#### Exercise details:
Identify each line below containing the string "Transport" and copy it.
── Records supplied ──
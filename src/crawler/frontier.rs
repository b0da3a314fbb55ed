use log2::warn;
use std::sync::atomic::{AtomicUsize, Ordering};
use tokio::sync::mpsc::error::TrySendError;
use tokio::sync::{Mutex, mpsc, watch};

use super::task::DownloadTask;

/// Bounded queue of pending tasks, plus the bookkeeping needed to know when
/// the crawl is over.
///
/// Every submitted task counts as in flight until [`Frontier::complete`] is
/// called for it. When that count returns to zero nothing is queued and no
/// worker holds a task, so the completion signal is raised and waiting
/// workers stop.
pub struct Frontier {
    sender: mpsc::Sender<DownloadTask>,
    receiver: Mutex<mpsc::Receiver<DownloadTask>>,
    in_flight: AtomicUsize,
    done: watch::Sender<bool>,
}

impl Frontier {
    pub fn new(capacity: usize) -> Self {
        let (sender, receiver) = mpsc::channel(capacity.max(1));
        let (done, _) = watch::channel(false);
        Self {
            sender,
            receiver: Mutex::new(receiver),
            in_flight: AtomicUsize::new(0),
            done,
        }
    }

    /// Queues `tasks`. Whatever does not fit right now is handed to a
    /// background feeder that waits for room, so a worker never blocks on
    /// the queue it also drains.
    pub fn submit(&self, tasks: Vec<DownloadTask>) {
        if tasks.is_empty() {
            return;
        }
        self.in_flight.fetch_add(tasks.len(), Ordering::SeqCst);

        let mut overflow = Vec::new();
        for task in tasks {
            if !overflow.is_empty() {
                overflow.push(task);
                continue;
            }
            match self.sender.try_send(task) {
                Ok(()) => {}
                Err(TrySendError::Full(task)) => overflow.push(task),
                Err(TrySendError::Closed(task)) => {
                    warn!("Queue closed, dropping {}", task.url);
                    self.complete();
                }
            }
        }

        if !overflow.is_empty() {
            let sender = self.sender.clone();
            tokio::spawn(async move {
                for task in overflow {
                    if let Err(e) = sender.send(task).await {
                        warn!("Queue closed, dropping {}", e.0.url);
                    }
                }
            });
        }
    }

    /// Next task to work on, or `None` once the crawl is complete. The queue
    /// is closed by the first worker that sees completion.
    pub async fn next(&self, done: &mut watch::Receiver<bool>) -> Option<DownloadTask> {
        let mut receiver = self.receiver.lock().await;
        tokio::select! {
            biased;
            _ = async {
                let _ = done.wait_for(|finished| *finished).await;
            } => {
                receiver.close();
                None
            }
            task = receiver.recv() => task,
        }
    }

    /// Marks one task as terminal (done, failed or skipped).
    pub fn complete(&self) {
        if self.in_flight.fetch_sub(1, Ordering::SeqCst) == 1 {
            self.done.send_replace(true);
        }
    }

    pub fn subscribe(&self) -> watch::Receiver<bool> {
        self.done.subscribe()
    }

    #[cfg(test)]
    fn in_flight(&self) -> usize {
        self.in_flight.load(Ordering::SeqCst)
    }

    #[cfg(test)]
    fn is_done(&self) -> bool {
        *self.done.borrow()
    }
}
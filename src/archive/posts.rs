//! Post crawler
//!
//! Turns the post references discovered on index pages into bare post
//! identifiers and fetches each missing post page into the post store.

use crate::archive::fetcher::{fetch_into_store, FetchTally};
use crate::config::Config;
use crate::store::ContentStore;
use crate::Result;
use reqwest::Client;
use std::collections::BTreeSet;

/// Length of the fixed `?ts=` prefix carried by every post reference
const POST_REF_PREFIX_LEN: usize = 4;

/// Strips the reference prefix to obtain the bare post identifier
///
/// References shorter than the prefix (or with nothing after it) carry no
/// identifier and are discarded.
pub fn post_key(href: &str) -> Option<&str> {
    href.get(POST_REF_PREFIX_LEN..).filter(|key| !key.is_empty())
}

/// Fetches every referenced post that is not yet in the store
///
/// References are collapsed into a set first: a post referenced by several
/// index pages exists once. Fetch order follows the set's ordering, which
/// is not part of the contract.
pub async fn fetch_posts(
    client: &Client,
    config: &Config,
    store: &ContentStore,
    refs: &[String],
) -> Result<FetchTally> {
    let keys: BTreeSet<&str> = refs.iter().filter_map(|href| post_key(href)).collect();
    let mut tally = FetchTally::default();

    for key in keys {
        let url = format!("{}{}", config.blog.post_url, key);
        let outcome = fetch_into_store(client, &url, store, key).await?;
        tally.record(&outcome);
    }

    Ok(tally)
}

#[cfg(test)]
mod tests {
    use super::*;

    #[test]
    fn test_post_key_strips_prefix() {
        assert_eq!(post_key("?ts=b4e14cbf"), Some("b4e14cbf"));
    }

    #[test]
    fn test_post_key_too_short() {
        assert_eq!(post_key("?ts="), None);
        assert_eq!(post_key("?ts"), None);
        assert_eq!(post_key(""), None);
    }
}
use crate::config::types::Config;
use crate::config::validation::validate;
use crate::ConfigError;
use sha2::{Digest, Sha256};
use std::path::Path;

/// Loads and parses a configuration file from the given path
///
/// # Arguments
///
/// * `path` - Path to the TOML configuration file
///
/// # Returns
///
/// * `Ok(Config)` - Successfully loaded and validated configuration
/// * `Err(ConfigError)` - Failed to load, parse, or validate the configuration
pub fn load_config(path: &Path) -> Result<Config, ConfigError> {
    // Read the configuration file
    let content = std::fs::read_to_string(path)?;

    // Parse TOML
    let config: Config = toml::from_str(&content)?;

    // Validate the configuration
    validate(&config)?;

    Ok(config)
}

/// Computes a SHA-256 hash of the configuration file content
///
/// This is used to tell whether the configuration changed between runs
/// against the same archive.
///
/// # Arguments
///
/// * `path` - Path to the TOML configuration file
///
/// # Returns
///
/// * `Ok(String)` - Hex-encoded SHA-256 hash of the file content
/// * `Err(ConfigError)` - Failed to read the file
pub fn compute_config_hash(path: &Path) -> Result<String, ConfigError> {
    let content = std::fs::read_to_string(path)?;
    let mut hasher = Sha256::new();
    hasher.update(content.as_bytes());
    let result = hasher.finalize();
    Ok(hex::encode(result))
}

/// Loads a configuration and returns both the config and its hash
///
/// # Arguments
///
/// * `path` - Path to the TOML configuration file
///
/// # Returns
///
/// * `Ok((Config, String))` - Successfully loaded configuration and its hash
/// * `Err(ConfigError)` - Failed to load or parse the configuration
pub fn load_config_with_hash(path: &Path) -> Result<(Config, String), ConfigError> {
    let config = load_config(path)?;
    let hash = compute_config_hash(path)?;
    Ok((config, hash))
}
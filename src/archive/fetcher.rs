//! HTTP fetcher
//!
//! One plain GET per identifier, stored on success, skipped when the store
//! already holds the key. Transport failures are never fatal: the entry
//! simply stays absent and later stages see a smaller dataset.

use crate::store::ContentStore;
use crate::Result;
use reqwest::Client;
use std::time::Duration;

/// Result of one fetch-and-store operation
#[derive(Debug)]
pub enum FetchOutcome {
    /// Response body written to the store
    Stored,

    /// Store already held the key; no network call was made
    Skipped,

    /// Transport or HTTP failure; the store entry stays absent
    Failed {
        /// Error description
        reason: String,
    },
}

/// Running totals over a batch of fetch operations
#[derive(Debug, Default, Clone, Copy, PartialEq, Eq)]
pub struct FetchTally {
    pub stored: usize,
    pub skipped: usize,
    pub failed: usize,
}

impl FetchTally {
    /// Folds one outcome into the tally
    pub fn record(&mut self, outcome: &FetchOutcome) {
        match outcome {
            FetchOutcome::Stored => self.stored += 1,
            FetchOutcome::Skipped => self.skipped += 1,
            FetchOutcome::Failed { .. } => self.failed += 1,
        }
    }
}

/// Builds the HTTP client used for all archive requests
///
/// No retry and no backoff: a failed identifier is picked up by the next
/// run, which skips everything already stored.
pub fn build_http_client(user_agent: &str) -> std::result::Result<Client, reqwest::Error> {
    Client::builder()
        .user_agent(user_agent)
        .timeout(Duration::from_secs(30))
        .connect_timeout(Duration::from_secs(10))
        .gzip(true)
        .brotli(true)
        .build()
}

/// Fetches `url` and stores the response body under `key`
///
/// Returns `Skipped` without touching the network when the store already
/// holds `key`, making whole-pipeline re-runs cheap and idempotent.
/// Transport errors and non-success statuses are logged and returned as
/// `Failed`; only store I/O problems escalate to `Err`.
pub async fn fetch_into_store(
    client: &Client,
    url: &str,
    store: &ContentStore,
    key: &str,
) -> Result<FetchOutcome> {
    if store.contains(key) {
        tracing::debug!("{} already archived, skipping", key);
        return Ok(FetchOutcome::Skipped);
    }

    tracing::debug!("GET {}", url);
    let response = match client.get(url).send().await {
        Ok(response) => response,
        Err(e) => {
            tracing::warn!("GET {} failed: {}", url, e);
            return Ok(FetchOutcome::Failed {
                reason: e.to_string(),
            });
        }
    };

    let status = response.status();
    if !status.is_success() {
        tracing::warn!("GET {} returned {}", url, status);
        return Ok(FetchOutcome::Failed {
            reason: format!("HTTP {}", status),
        });
    }

    match response.bytes().await {
        Ok(body) => {
            store.write(key, &body)?;
            Ok(FetchOutcome::Stored)
        }
        Err(e) => {
            tracing::warn!("GET {} body read failed: {}", url, e);
            Ok(FetchOutcome::Failed {
                reason: e.to_string(),
            })
        }
    }
}
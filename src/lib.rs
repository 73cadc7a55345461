//! Fefelog: archiver and statistics engine for Fefes Blog
//!
//! This crate downloads the blog's monthly index pages and individual post
//! pages into flat-file content stores, then extracts structural and textual
//! statistics (update/quote/table counts, link and media lists, posting-time
//! distribution, word/domain/filetype frequencies) from the archived posts.

pub mod analysis;
pub mod archive;
pub mod config;
pub mod extract;
pub mod links;
pub mod store;

use thiserror::Error;

/// Main error type for fefelog operations
#[derive(Debug, Error)]
pub enum FefelogError {
    #[error("Configuration error: {0}")]
    Config(#[from] ConfigError),

    #[error("Store error: {0}")]
    Store(#[from] store::StoreError),

    #[error("HTTP client error: {0}")]
    Reqwest(#[from] reqwest::Error),

    #[error("Archive is empty, nothing to analyze")]
    EmptyArchive,

    #[error("IO error: {0}")]
    Io(#[from] std::io::Error),
}

/// Configuration-specific errors
#[derive(Debug, Error)]
pub enum ConfigError {
    #[error("Failed to read config file: {0}")]
    Io(#[from] std::io::Error),

    #[error("Failed to parse TOML: {0}")]
    Parse(#[from] toml::de::Error),

    #[error("Validation error: {0}")]
    Validation(String),

    #[error("Invalid URL in config: {0}")]
    InvalidUrl(String),
}

/// Result type alias for fefelog operations
pub type Result<T> = std::result::Result<T, FefelogError>;

/// Result type alias for configuration operations
pub type ConfigResult<T> = std::result::Result<T, ConfigError>;

// Re-export commonly used types
pub use analysis::PostDataset;
pub use config::Config;
pub use extract::PostRecord;
pub use store::ContentStore;
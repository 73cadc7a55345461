//! Bar chart rendering
//!
//! One function writing a self-contained SVG file: the rendering seam of
//! the pipeline. Everything upstream only hands over labels, counts and an
//! optional bar to highlight.

use std::io::Write;
use std::path::Path;

const WIDTH: f64 = 1000.0;
const HEIGHT: f64 = 600.0;
const MARGIN_LEFT: f64 = 70.0;
const MARGIN_RIGHT: f64 = 20.0;
const MARGIN_TOP: f64 = 20.0;
const MARGIN_BOTTOM: f64 = 70.0;

const BAR_FILL: &str = "#336699";
const HIGHLIGHT_FILL: &str = "#aa3333";

/// Renders a bar chart to an SVG file
///
/// `labels` and `counts` must have the same length; `highlight` picks one
/// bar to draw in the highlight color.
pub fn render_bar_chart(
    labels: &[String],
    counts: &[u64],
    y_label: &str,
    highlight: Option<usize>,
    path: &Path,
) -> std::io::Result<()> {
    let bars = labels.len().min(counts.len());
    let max_count = counts.iter().copied().max().unwrap_or(0).max(1);

    let plot_width = WIDTH - MARGIN_LEFT - MARGIN_RIGHT;
    let plot_height = HEIGHT - MARGIN_TOP - MARGIN_BOTTOM;
    let step = if bars > 0 { plot_width / bars as f64 } else { plot_width };
    let bar_width = step * 0.8;

    let mut svg = String::new();
    svg.push_str(&format!(
        "<svg xmlns=\"http://www.w3.org/2000/svg\" width=\"{}\" height=\"{}\" \
         viewBox=\"0 0 {} {}\" font-family=\"sans-serif\">\n",
        WIDTH, HEIGHT, WIDTH, HEIGHT
    ));
    svg.push_str(&format!(
        "<rect x=\"0\" y=\"0\" width=\"{}\" height=\"{}\" fill=\"white\"/>\n",
        WIDTH, HEIGHT
    ));

    // Axes
    let axis_bottom = MARGIN_TOP + plot_height;
    svg.push_str(&format!(
        "<line x1=\"{}\" y1=\"{}\" x2=\"{}\" y2=\"{}\" stroke=\"black\"/>\n",
        MARGIN_LEFT, MARGIN_TOP, MARGIN_LEFT, axis_bottom
    ));
    svg.push_str(&format!(
        "<line x1=\"{}\" y1=\"{}\" x2=\"{}\" y2=\"{}\" stroke=\"black\"/>\n",
        MARGIN_LEFT,
        axis_bottom,
        MARGIN_LEFT + plot_width,
        axis_bottom
    ));

    // Y-axis ticks at zero and the maximum
    svg.push_str(&format!(
        "<text x=\"{}\" y=\"{}\" text-anchor=\"end\" font-size=\"11\">0</text>\n",
        MARGIN_LEFT - 6.0,
        axis_bottom + 4.0
    ));
    svg.push_str(&format!(
        "<text x=\"{}\" y=\"{}\" text-anchor=\"end\" font-size=\"11\">{}</text>\n",
        MARGIN_LEFT - 6.0,
        MARGIN_TOP + 4.0,
        max_count
    ));
    svg.push_str(&format!(
        "<text x=\"16\" y=\"{}\" text-anchor=\"middle\" font-size=\"12\" \
         transform=\"rotate(-90 16 {})\">{}</text>\n",
        HEIGHT / 2.0,
        HEIGHT / 2.0,
        escape_text(y_label)
    ));

    for i in 0..bars {
        let x = MARGIN_LEFT + i as f64 * step + (step - bar_width) / 2.0;
        let height = counts[i] as f64 / max_count as f64 * plot_height;
        let y = axis_bottom - height;
        let fill = if highlight == Some(i) {
            HIGHLIGHT_FILL
        } else {
            BAR_FILL
        };

        svg.push_str(&format!(
            "<rect x=\"{:.2}\" y=\"{:.2}\" width=\"{:.2}\" height=\"{:.2}\" fill=\"{}\"/>\n",
            x, y, bar_width, height, fill
        ));

        let label_x = x + bar_width / 2.0;
        let label_y = axis_bottom + 10.0;
        svg.push_str(&format!(
            "<text x=\"{:.2}\" y=\"{:.2}\" text-anchor=\"end\" font-size=\"10\" \
             transform=\"rotate(-90 {:.2} {:.2})\">{}</text>\n",
            label_x,
            label_y,
            label_x,
            label_y,
            escape_text(&labels[i])
        ));
    }

    svg.push_str("</svg>\n");

    let mut file = std::fs::File::create(path)?;
    file.write_all(svg.as_bytes())?;
    Ok(())
}

fn escape_text(text: &str) -> String {
    text.replace('&', "&amp;")
        .replace('<', "&lt;")
        .replace('>', "&gt;")
}

#[cfg(test)]
mod tests {
    use super::*;
    use tempfile::TempDir;

    fn labels(n: usize) -> Vec<String> {
        (0..n).map(|i| format!("{:02}:00", i)).collect()
    }

    #[test]
    fn test_renders_svg_file() {
        let dir = TempDir::new().unwrap();
        let path = dir.path().join("chart.svg");

        render_bar_chart(&labels(3), &[1, 4, 2], "posts", None, &path).unwrap();

        let content = std::fs::read_to_string(&path).unwrap();
        assert!(content.starts_with("<svg"));
        assert!(content.contains("00:00"));
        assert!(content.contains("posts"));
        assert!(!content.contains(HIGHLIGHT_FILL));
    }

    #[test]
    fn test_highlighted_bar_uses_highlight_fill() {
        let dir = TempDir::new().unwrap();
        let path = dir.path().join("chart.svg");

        render_bar_chart(&labels(3), &[1, 4, 2], "posts", Some(1), &path).unwrap();

        let content = std::fs::read_to_string(&path).unwrap();
        assert!(content.contains(HIGHLIGHT_FILL));
    }

    #[test]
    fn test_empty_data_still_renders() {
        let dir = TempDir::new().unwrap();
        let path = dir.path().join("chart.svg");

        render_bar_chart(&[], &[], "posts", None, &path).unwrap();

        let content = std::fs::read_to_string(&path).unwrap();
        assert!(content.starts_with("<svg"));
    }

    #[test]
    fn test_y_label_escaped() {
        let dir = TempDir::new().unwrap();
        let path = dir.path().join("chart.svg");

        render_bar_chart(&labels(1), &[1], "a < b", None, &path).unwrap();

        let content = std::fs::read_to_string(&path).unwrap();
        assert!(content.contains("a &lt; b"));
    }
}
───
#### Result:
//! already holds the key. Transport failures are never fatal: the entry
    /// Transport or HTTP failure; the store entry stays absent
/// Transport errors and non-success statuses are logged and returned as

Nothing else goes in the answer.